Saved data entries

◆ ◆ ◆ ◆ ◆ ◆ ◆

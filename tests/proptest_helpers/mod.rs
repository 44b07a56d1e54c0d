#![allow(dead_code)]

use chrono::{NaiveDate, NaiveDateTime};
use csv2coco::conversion::ConvertOptions;
use proptest::prelude::*;
use proptest::strategy::BoxedStrategy;
use proptest::test_runner::{Config as ProptestConfig, FileFailurePersistence};

pub const HEADER: &str = "image,label,xmin,ymin,xmax,ymax";

pub fn proptest_config() -> ProptestConfig {
    let cases = std::env::var("PROPTEST_CASES")
        .ok()
        .and_then(|v| v.parse::<u32>().ok())
        .unwrap_or(64);

    let mut config = ProptestConfig::with_failure_persistence(FileFailurePersistence::WithSource(
        "proptest-regressions",
    ));
    config.cases = cases;
    config.max_shrink_iters = 1024;
    config
}

pub fn fixed_options() -> ConvertOptions {
    let at: NaiveDateTime = NaiveDate::from_ymd_opt(2024, 1, 1)
        .and_then(|d| d.and_hms_opt(0, 0, 0))
        .expect("valid timestamp");
    ConvertOptions::default().with_generated_at(at)
}

/// One generated source row, already rendered as cells.
#[derive(Clone, Debug)]
pub struct RowCells {
    pub image: String,
    pub label: String,
    pub coords: [String; 4],
}

impl RowCells {
    pub fn to_line(&self) -> String {
        format!(
            "{},{},{},{},{},{}",
            self.image, self.label, self.coords[0], self.coords[1], self.coords[2], self.coords[3]
        )
    }
}

/// Small name pools so rows share images and labels often.
pub fn arb_image_name() -> BoxedStrategy<String> {
    prop_oneof![
        8 => (0u8..6).prop_map(|i| format!("img{i}.jpg")),
        1 => Just(String::new()),
    ]
    .boxed()
}

pub fn arb_label() -> BoxedStrategy<String> {
    prop_oneof![
        8 => prop::sample::select(vec!["fish", "coral", "crab", "Fish", "sea star"])
            .prop_map(|s| s.to_string()),
        1 => Just(String::new()),
    ]
    .boxed()
}

/// Mostly numbers; sometimes blanks, garbage or non-finite text.
pub fn arb_coord_cell() -> BoxedStrategy<String> {
    prop_oneof![
        12 => (0u32..4000).prop_map(|v| v.to_string()),
        4 => (0.0f64..4000.0).prop_map(|v| format!("{v:.3}")),
        1 => Just(String::new()),
        1 => Just("abc".to_string()),
        1 => Just("inf".to_string()),
    ]
    .boxed()
}

pub fn arb_row() -> BoxedStrategy<RowCells> {
    (
        arb_image_name(),
        arb_label(),
        proptest::array::uniform4(arb_coord_cell()),
    )
        .prop_map(|(image, label, coords)| RowCells {
            image,
            label,
            coords,
        })
        .boxed()
}

/// A full source file with 1..=max_rows data rows.
pub fn arb_source_csv(max_rows: usize) -> BoxedStrategy<(String, Vec<RowCells>)> {
    prop::collection::vec(arb_row(), 1..=max_rows)
        .prop_map(|rows| {
            let mut csv = String::from(HEADER);
            csv.push('\n');
            for row in &rows {
                csv.push_str(&row.to_line());
                csv.push('\n');
            }
            (csv, rows)
        })
        .boxed()
}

◆ ◆ ◆ ◆ ◆ ◆ ◆

[Brief]
Set out the entries once more, word for word.

[Answer to this task]
filename tests/proptest_helpers/mod.rs
repository 44b07a56d1e54c0d
#![allow(dead_code)]

use chrono::{NaiveDate, NaiveDateTime};
use csv2coco::conversion::ConvertOptions;
use proptest::prelude::*;
use proptest::strategy::BoxedStrategy;
use proptest::test_runner::{Config as ProptestConfig, FileFailurePersistence};

pub const HEADER: &str = "image,label,xmin,ymin,xmax,ymax";

pub fn proptest_config() -> ProptestConfig {
    let cases = std::env::var("PROPTEST_CASES")
        .ok()
        .and_then(|v| v.parse::<u32>().ok())
        .unwrap_or(64);

    let mut config = ProptestConfig::with_failure_persistence(FileFailurePersistence::WithSource(
        "proptest-regressions",
    ));
    config.cases = cases;
    config.max_shrink_iters = 1024;
    config
}

pub fn fixed_options() -> ConvertOptions {
    let at: NaiveDateTime = NaiveDate::from_ymd_opt(2024, 1, 1)
        .and_then(|d| d.and_hms_opt(0, 0, 0))
        .expect("valid timestamp");
    ConvertOptions::default().with_generated_at(at)
}

/// One generated source row, already rendered as cells.
#[derive(Clone, Debug)]
pub struct RowCells {
    pub image: String,
    pub label: String,
    pub coords: [String; 4],
}

impl RowCells {
    pub fn to_line(&self) -> String {
        format!(
            "{},{},{},{},{},{}",
            self.image, self.label, self.coords[0], self.coords[1], self.coords[2], self.coords[3]
        )
    }
}

/// Small name pools so rows share images and labels often.
pub fn arb_image_name() -> BoxedStrategy<String> {
    prop_oneof![
        8 => (0u8..6).prop_map(|i| format!("img{i}.jpg")),
        1 => Just(String::new()),
    ]
    .boxed()
}

pub fn arb_label() -> BoxedStrategy<String> {
    prop_oneof![
        8 => prop::sample::select(vec!["fish", "coral", "crab", "Fish", "sea star"])
            .prop_map(|s| s.to_string()),
        1 => Just(String::new()),
    ]
    .boxed()
}

/// Mostly numbers; sometimes blanks, garbage or non-finite text.
pub fn arb_coord_cell() -> BoxedStrategy<String> {
    prop_oneof![
        12 => (0u32..4000).prop_map(|v| v.to_string()),
        4 => (0.0f64..4000.0).prop_map(|v| format!("{v:.3}")),
        1 => Just(String::new()),
        1 => Just("abc".to_string()),
        1 => Just("inf".to_string()),
    ]
    .boxed()
}

pub fn arb_row() -> BoxedStrategy<RowCells> {
    (
        arb_image_name(),
        arb_label(),
        proptest::array::uniform4(arb_coord_cell()),
    )
        .prop_map(|(image, label, coords)| RowCells {
            image,
            label,
            coords,
        })
        .boxed()
}

/// A full source file with 1..=max_rows data rows.
pub fn arb_source_csv(max_rows: usize) -> BoxedStrategy<(String, Vec<RowCells>)> {
    prop::collection::vec(arb_row(), 1..=max_rows)
        .prop_map(|rows| {
            let mut csv = String::from(HEADER);
            csv.push('\n');
            for row in &rows {
                csv.push_str(&row.to_line());
                csv.push('\n');
            }
            (csv, rows)
        })
        .boxed()
}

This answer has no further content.